Accordingly, by the authority vested in me as the Secretary of
Health and Human Services, and for the reasons set forth in the
preamble, 42 Code of Federal Regulations Part 121 is proposed to be
amended as follows:
PART 121--ORGAN PROCUREMENT AND TRANSPLANTATION NETWORK
0
1. The authority citation for part 121 is amended to read as follows:
Authority: Sections 215, 371-77, and 377E of the PHS Act (42
U.S.C. 216, 273-274d, 274f-5); sections 1102, 1106, 1138 and 1871 of
the Social Security Act (42 U.S.C. 1302, 1306, 1320b-8, and 1395hh);
section 301 of the National Organ Transplant Act, as amended (42
U.S.C. 274e); and E.O. 13879, 84 FR 33817.
0
2. Revise Sec. 121.1 to read as follows:
Sec. 121.1 Applicability.
(a) The provisions of this part, with the exception of Sec. Sec.
121.13 and 121.14, apply to the operation of the Organ Procurement and
Transplantation Network (OPTN) and to the Scientific Registry.
(b) The provisions of Sec. 121.13 apply to the prohibition set
forth in section 301 of the National Organ Transplant Act, as amended.

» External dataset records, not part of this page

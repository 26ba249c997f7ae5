use crate::{
    libs::{config::Config, messages::Message},
    msg_info, msg_success,
};
use anyhow::Result;
use clap::Args;

#[derive(Debug, Args)]
pub struct InitArgs {
    /// Print the config file location and exit.
    #[arg(long)]
    path: bool,
}

pub fn cmd(args: InitArgs) -> Result<()> {
    if args.path {
        msg_info!(Config::path()?.display());
        return Ok(());
    }

    Config::init()?.save()?;
    msg_success!(Message::ConfigSaved);
    Ok(())
}
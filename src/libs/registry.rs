//! Entity name to schema resolution.
//!
//! The registry is populated once at startup with a factory per entity name.
//! Orchestration contexts resolve through it and cache the resulting handle.

use super::error::{DataError, DataResult};
use super::schema::Schema;
use crate::schemas;
use std::collections::BTreeMap;
use std::sync::Arc;

pub type SchemaFactory = fn() -> Arc<dyn Schema>;

#[derive(Default, Clone)]
pub struct SchemaRegistry {
    factories: BTreeMap<String, SchemaFactory>,
}

impl SchemaRegistry {
    pub fn new() -> Self {
        Self::default()
    }

    /// Registry holding every entity shipped with the crate.
    pub fn with_defaults() -> Self {
        let mut registry = Self::new();
        registry.register("Phone", schemas::phone::factory);
        registry.register("Encoding", schemas::encoding::factory);
        registry.register("Timezone", schemas::timezone::factory);
        registry.register("ReportSummary", schemas::report_summary::factory);
        registry.register("ExportJob", schemas::export_job::factory);
        registry
    }

    /// Adds or replaces the factory for `name`.
    pub fn register(&mut self, name: impl Into<String>, factory: SchemaFactory) -> &mut Self {
        self.factories.insert(name.into(), factory);
        self
    }

    pub fn contains(&self, name: &str) -> bool {
        self.factories.contains_key(name)
    }

    pub fn names(&self) -> impl Iterator<Item = &str> {
        self.factories.keys().map(String::as_str)
    }

    /// Instantiates the schema registered under `name`.
    pub fn resolve(&self, name: &str) -> DataResult<Arc<dyn Schema>> {
        self.factories.get(name).map(|factory| factory()).ok_or_else(|| DataError::UnknownEntity(name.to_string()))
    }

    /// Every instantiated schema, in name order.
    pub fn schemas(&self) -> Vec<Arc<dyn Schema>> {
        self.factories.values().map(|factory| factory()).collect()
    }
}
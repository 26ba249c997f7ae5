//! Output macros for [`Message`](super::Message) values.
//!
//! When `DATAMANAGE_DEBUG` or `RUST_LOG` is set the macros emit `tracing`
//! events, so CLI output interleaves with the library's structured logs.
//! Otherwise they print plain lines: errors to stderr, everything else to
//! stdout.
//!
//! ```rust,no_run
//! use datamanage::libs::messages::Message;
//! use datamanage::{msg_error, msg_success};
//!
//! msg_success!(Message::ConfigSaved);
//! msg_error!(Message::NothingDeleted("Phone".into()), true);
//! ```

use std::sync::OnceLock;

static DEBUG_MODE: OnceLock<bool> = OnceLock::new();

/// Whether output is routed through `tracing`. Read once per process.
#[doc(hidden)]
pub fn is_debug_mode() -> bool {
    *DEBUG_MODE.get_or_init(|| std::env::var("DATAMANAGE_DEBUG").is_ok() || std::env::var("RUST_LOG").is_ok())
}

#[macro_export]
macro_rules! msg_print {
    ($msg:expr) => {
        if $crate::libs::messages::macros::is_debug_mode() {
            tracing::info!("{}", $msg);
        } else {
            println!("{}", $msg);
        }
    };
    ($msg:expr, true) => {
        if $crate::libs::messages::macros::is_debug_mode() {
            tracing::info!("\n{}\n", $msg);
        } else {
            println!("\n{}\n", $msg);
        }
    };
}

#[macro_export]
macro_rules! msg_success {
    ($msg:expr) => {
        if $crate::libs::messages::macros::is_debug_mode() {
            tracing::info!("✅ {}", $msg);
        } else {
            println!("✅ {}", $msg);
        }
    };
    ($msg:expr, true) => {
        if $crate::libs::messages::macros::is_debug_mode() {
            tracing::info!("\n✅ {}\n", $msg);
        } else {
            println!("\n✅ {}\n", $msg);
        }
    };
}

/// Errors go to stderr outside debug mode.
#[macro_export]
macro_rules! msg_error {
    ($msg:expr) => {
        if $crate::libs::messages::macros::is_debug_mode() {
            tracing::error!("❌ {}", $msg);
        } else {
            eprintln!("❌ {}", $msg);
        }
    };
    ($msg:expr, true) => {
        if $crate::libs::messages::macros::is_debug_mode() {
            tracing::error!("\n❌ {}\n", $msg);
        } else {
            eprintln!("\n❌ {}\n", $msg);
        }
    };
}

#[macro_export]
macro_rules! msg_warning {
    ($msg:expr) => {
        if $crate::libs::messages::macros::is_debug_mode() {
            tracing::warn!("⚠️ {}", $msg);
        } else {
            println!("⚠️ {}", $msg);
        }
    };
}

#[macro_export]
macro_rules! msg_info {
    ($msg:expr) => {
        if $crate::libs::messages::macros::is_debug_mode() {
            tracing::info!("ℹ️ {}", $msg);
        } else {
            println!("ℹ️ {}", $msg);
        }
    };
    ($msg:expr, true) => {
        if $crate::libs::messages::macros::is_debug_mode() {
            tracing::info!("\nℹ️ {}\n", $msg);
        } else {
            println!("\nℹ️ {}\n", $msg);
        }
    };
}

/// Silent unless debug mode is on.
#[macro_export]
macro_rules! msg_debug {
    ($msg:expr) => {
        if $crate::libs::messages::macros::is_debug_mode() {
            tracing::debug!("🔍 {}", $msg);
        }
    };
}

#[macro_export]
macro_rules! msg_error_anyhow {
    ($msg:expr) => {
        anyhow::anyhow!("❌ {}", $msg)
    };
}

#[macro_export]
macro_rules! msg_bail_anyhow {
    ($msg:expr) => {
        anyhow::bail!("❌ {}", $msg)
    };
}
use super::types::Message;
use std::fmt;

impl fmt::Display for Message {
    fn fmt(&self, f: &mut fmt::Formatter<'_>) -> fmt::Result {
        let s = match self {
            // === CONFIG ===
            Message::ConfigSaved => "Configuration saved".to_string(),
            Message::ConfigModuleDatabase => "Database settings".to_string(),
            Message::ConfigModulePagination => "Pagination settings".to_string(),
            Message::ConfigModuleDisplay => "Display settings".to_string(),
            Message::ConfigModuleExport => "Export settings".to_string(),
            Message::PromptSelectModules => "Select sections to configure".to_string(),
            Message::PromptDatabasePath => "Database file (empty for default)".to_string(),
            Message::PromptPerPage => "Default page size".to_string(),
            Message::PromptMaxPerPage => "Maximum page size".to_string(),
            Message::PromptDisplayTimezone => "Display timezone offset (e.g. +07:00)".to_string(),
            Message::PromptExportDir => "Export directory (empty for default)".to_string(),
            Message::PromptExpiresAfterDays => "Days before exports expire".to_string(),
            Message::PageSizeMustBePositive => "Page size must be greater than zero".to_string(),
            Message::PageSizeOutOfRange(max) => format!("Page size must be between 1 and {}", max),
            Message::InvalidTimezone(value) => format!("Invalid timezone offset: {}", value),

            // === ENTITIES ===
            Message::SchemasHeader => "Registered entities".to_string(),
            Message::NoRecordsFound(entity) => format!("No {} records found", entity),
            Message::PageSummary { page, last_page, total } => format!("Page {} of {} ({} total)", page, last_page, total),
            Message::RecordStored(entity, id) => format!("{} stored with id {}", entity, id),
            Message::RecordsStored(entity, count) => format!("{} {} records stored", count, entity),
            Message::RecordUpdated(entity, id) => format!("{} {} updated", entity, id),
            Message::RecordsDeleted(entity) => format!("{} records deleted", entity),
            Message::NothingDeleted(entity) => format!("No {} records matched, nothing deleted", entity),
            Message::RecordsRestored(entity) => format!("{} records restored", entity),
            Message::NothingRestored(entity) => format!("No deleted {} records matched", entity),
            Message::ConfirmDelete(entity) => format!("Delete matching {} records?", entity),
            Message::OperationCancelled => "Operation cancelled".to_string(),

            // === INPUT ===
            Message::InvalidFilter(value) => format!("Invalid filter '{}', expected key=value", value),
            Message::InvalidJsonInput(err) => format!("Invalid JSON input: {}", err),
            Message::JsonObjectExpected => "Expected a JSON object".to_string(),
            Message::JsonArrayExpected => "Expected a JSON array of objects".to_string(),

            // === EXPORT ===
            Message::ExportStarted(entity, format) => format!("Exporting {} as {}", entity, format),
            Message::ExportCompleted(path) => format!("Export written to {}", path),
            Message::ExportFailed(err) => format!("Export failed: {}", err),
            Message::ExportsPruned(count) => format!("{} expired export(s) removed", count),
            Message::ExportFileNotRemoved(path, err) => format!("Could not remove export file {}: {}", path, err),

            // === MIGRATIONS ===
            Message::MigrationsFound(count) => format!("Applying {} pending migration(s)", count),
            Message::RunningMigration(version, name) => format!("Running migration v{}: {}", version, name),
            Message::MigrationFailed(version, err) => format!("Migration v{} failed: {}", version, err),
            Message::MigrationsCompleted(version) => format!("Database schema at v{}", version),
            Message::DbVersion(version) => format!("Current database version: {}", version),
            Message::DbNeedsMigration => "Database has pending migrations".to_string(),
            Message::DbUpToDate => "Database is up to date".to_string(),
            Message::MigrationHistoryHeader => "Migration history".to_string(),
            Message::NothingToRollback => "Nothing to roll back".to_string(),
            Message::RollingBack(from, to) => format!("Rolling back from v{} to v{}", from, to),
            Message::RollbackCompleted(version) => format!("Rolled back to v{}", version),
        };
        write!(f, "{}", s)
    }
}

(c) The provisions of Sec. 121.14 apply to the reimbursement of
specified incidental non-medical expenses incurred toward living organ
donation under section 377 of the Public Health Service Act, as
amended.
(d) In accordance with section 1138 of the Social Security Act,
hospitals in which organ transplants are performed and which
participate in the programs under titles XVIII or XIX of the Social
Security Act, and organ procurement organizations designated under
section 1138(b) of the Social Security Act, are subject to the
requirements of this part.
0
3. Add Sec. 121.14 to read as follows:
Sec. 121.14 Reimbursement for Living Organ Donors: Incidental Non-
Medical Expenses.
(a) The following incidental non-medical expenses incurred by
donating individuals toward making living donations of their organs may
be reimbursed:
(1) Lost wages;
(2) Child-care expenses; and
(3) Elder-care expenses.
(b) [Reserved]
Dated: December 16, 2019.
Thomas J. Engels,
Administrator, Health Resources and Services Administration.
Approved: December 16, 2019.
Alex M. Azar II,
Secretary, Department of Health and Human Services.